Biomass Carbon Neutrality

News

New publication from WBCSD: Biomass Carbon Neutrality provides a framework for understanding carbon neutrality. It distills and synthesizes the complexity of the debate and underlines the importance of carbon neutrality in public policy.

Using biomass-derived fuels and materials instead of more fossil fuel-intensive alternatives is one approach to mitigating increases in atmospheric CO2. However, the benefits of using biomass are under question, with the debate often centered on whether biomass is “carbon neutral”. There is no widely accepted definition for “carbon neutrality” and different people understand it to have different meanings.

The concept of carbon neutrality is important in public policy efforts to address climate change and potentially affects the forest-based industry. Depending on how carbon neutrality is understood and applied, policies may favor or disfavor the use and development of forest products and may affect traditional as well as emerging uses of forest products and biomass.

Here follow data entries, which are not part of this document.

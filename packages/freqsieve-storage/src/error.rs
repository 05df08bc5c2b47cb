//! Error types for freqsieve-storage

use std::fmt;
use thiserror::Error;

/// Storage error kinds
#[derive(Debug, Clone, Copy, PartialEq, Eq)]
pub enum ErrorKind {
    /// I/O errors
    Io,
    /// Serialization/deserialization errors
    Serialization,
    /// Checkpoint unreadable, truncated or of an unknown schema
    CheckpointCorrupt,
    /// Checkpoint belongs to a different (target, block_size, partitions)
    CheckpointMismatch,
    /// Atomic replace still denied after every retry
    RetryExhausted,
    /// Archive bundling errors
    Archive,
}

impl ErrorKind {
    pub fn as_str(&self) -> &'static str {
        match self {
            ErrorKind::Io => "io",
            ErrorKind::Serialization => "serialization",
            ErrorKind::CheckpointCorrupt => "checkpoint_corrupt",
            ErrorKind::CheckpointMismatch => "checkpoint_mismatch",
            ErrorKind::RetryExhausted => "retry_exhausted",
            ErrorKind::Archive => "archive",
        }
    }
}

impl fmt::Display for ErrorKind {
    fn fmt(&self, f: &mut fmt::Formatter<'_>) -> fmt::Result {
        write!(f, "{}", self.as_str())
    }
}

/// Storage error type
#[derive(Debug, Error)]
#[error("[{kind}] {message}")]
pub struct StorageError {
    #[source]
    pub source: Option<Box<dyn std::error::Error + Send + Sync>>,
    pub kind: ErrorKind,
    pub message: String,
}

impl StorageError {
    pub fn new(kind: ErrorKind, message: impl Into<String>) -> Self {
        Self {
            kind,
            message: message.into(),
            source: None,
        }
    }

    pub fn with_source(mut self, source: impl std::error::Error + Send + Sync + 'static) -> Self {
        self.source = Some(Box::new(source));
        self
    }

    // Convenience constructors
    pub fn io(message: impl Into<String>) -> Self {
        Self::new(ErrorKind::Io, message)
    }

    pub fn serialization(message: impl Into<String>) -> Self {
        Self::new(ErrorKind::Serialization, message)
    }

    pub fn checkpoint_corrupt(message: impl Into<String>) -> Self {
        Self::new(ErrorKind::CheckpointCorrupt, message)
    }

    pub fn checkpoint_mismatch(message: impl Into<String>) -> Self {
        Self::new(ErrorKind::CheckpointMismatch, message)
    }

    pub fn retry_exhausted(path: impl fmt::Display, attempts: u32) -> Self {
        Self::new(
            ErrorKind::RetryExhausted,
            format!("Replacing {} still denied after {} attempts", path, attempts),
        )
    }

    pub fn archive(message: impl Into<String>) -> Self {
        Self::new(ErrorKind::Archive, message)
    }
}

impl From<std::io::Error> for StorageError {
    fn from(err: std::io::Error) -> Self {
        StorageError::io(format!("I/O error: {}", err)).with_source(err)
    }
}

// JSON error conversions
impl From<serde_json::Error> for StorageError {
    fn from(err: serde_json::Error) -> Self {
        StorageError::serialization(format!("JSON error: {}", err)).with_source(err)
    }
}

/// Result type alias
pub type Result<T> = std::result::Result<T, StorageError>;
//! Serde helpers for `BigUint` fields
//!
//! Values that fit `u64` are written as plain integers, larger ones as
//! decimal strings, so small checkpoints and logs keep their usual shape.
//! Both forms are accepted on read.
//!
//! ```ignore
//! #[serde(
//!     serialize_with = "serialize_biguint",
//!     deserialize_with = "deserialize_biguint"
//! )]
//! pub last_completed_block: BigUint,
//! ```

use num_bigint::BigUint;
use num_traits::ToPrimitive;
use serde::{Deserialize, Deserializer, Serialize, Serializer};

#[derive(Deserialize)]
#[serde(untagged)]
enum Repr {
    Int(u64),
    Text(String),
}

impl Repr {
    fn into_biguint<E: serde::de::Error>(self) -> Result<BigUint, E> {
        match self {
            Repr::Int(value) => Ok(BigUint::from(value)),
            Repr::Text(text) => text
                .parse::<BigUint>()
                .map_err(|_| E::custom(format!("invalid decimal integer '{}'", text))),
        }
    }
}

/// Borrowed `BigUint` with the decimal serde form
pub struct Decimal<'a>(pub &'a BigUint);

impl Serialize for Decimal<'_> {
    fn serialize<S: Serializer>(&self, serializer: S) -> Result<S::Ok, S::Error> {
        serialize_biguint(self.0, serializer)
    }
}

/// Serialize BigUint
pub fn serialize_biguint<S>(value: &BigUint, serializer: S) -> Result<S::Ok, S::Error>
where
    S: Serializer,
{
    match value.to_u64() {
        Some(small) => serializer.serialize_u64(small),
        None => serializer.serialize_str(&value.to_str_radix(10)),
    }
}

/// Deserialize BigUint from an integer or a decimal string
pub fn deserialize_biguint<'de, D>(deserializer: D) -> Result<BigUint, D::Error>
where
    D: Deserializer<'de>,
{
    Repr::deserialize(deserializer)?.into_biguint()
}

/// Serialize Option<BigUint>
pub fn serialize_option_biguint<S>(
    value: &Option<BigUint>,
    serializer: S,
) -> Result<S::Ok, S::Error>
where
    S: Serializer,
{
    match value {
        Some(value) => serializer.serialize_some(&Decimal(value)),
        None => serializer.serialize_none(),
    }
}

/// Deserialize Option<BigUint>
pub fn deserialize_option_biguint<'de, D>(deserializer: D) -> Result<Option<BigUint>, D::Error>
where
    D: Deserializer<'de>,
{
    Option::<Repr>::deserialize(deserializer)?
        .map(Repr::into_biguint::<D::Error>)
        .transpose()
}

#[cfg(test)]
mod tests {
    use super::*;

    #[derive(Debug, PartialEq, Serialize, Deserialize)]
    struct Counter {
        #[serde(
            serialize_with = "serialize_biguint",
            deserialize_with = "deserialize_biguint"
        )]
        value: BigUint,
        #[serde(
            default,
            skip_serializing_if = "Option::is_none",
            serialize_with = "serialize_option_biguint",
            deserialize_with = "deserialize_option_biguint"
        )]
        block: Option<BigUint>,
    }

    #[test]
    fn test_small_values_stay_numbers() {
        let counter = Counter {
            value: BigUint::from(42u32),
            block: Some(BigUint::from(3u32)),
        };
        let json = serde_json::to_string(&counter).unwrap();
        assert_eq!(json, r#"{"value":42,"block":3}"#);
        assert_eq!(serde_json::from_str::<Counter>(&json).unwrap(), counter);
    }

    #[test]
    fn test_large_values_use_decimal_strings() {
        let huge: BigUint = "123456789012345678901234567890".parse().unwrap();
        let counter = Counter {
            value: huge.clone(),
            block: None,
        };
        let json = serde_json::to_string(&counter).unwrap();
        assert_eq!(json, r#"{"value":"123456789012345678901234567890"}"#);

        let yaml = serde_yaml::to_string(&counter).unwrap();
        let parsed: Counter = serde_yaml::from_str(&yaml).unwrap();
        assert_eq!(parsed.value, huge);
        assert_eq!(parsed.block, None);
    }

    #[test]
    fn test_rejects_non_numeric_text() {
        assert!(serde_json::from_str::<Counter>(r#"{"value":"12x"}"#).is_err());
        assert!(serde_json::from_str::<Counter>(r#"{"value":-1}"#).is_err());
    }
}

To help understand the debate, this issue brief explains the biomass carbon cycle, illustrates the benefits of using forest products and introduces the basics of carbon accounting. With this report, the WBCSD Forest Solutions group outlines a framework of how biomass carbon neutrality should be understood.

The Issue Brief: Biomass Carbon Neutrality aligns with the Fourth Assessment Report of the Intergovernmental Panel on Climate Change, which noted that over the long term sustainable forest management strategies that maintain or increase forest carbon stocks, while sustaining yield of timber, fiber or energy will generate the largest sustained mitigation benefit.

Download the full publication and a summary click here.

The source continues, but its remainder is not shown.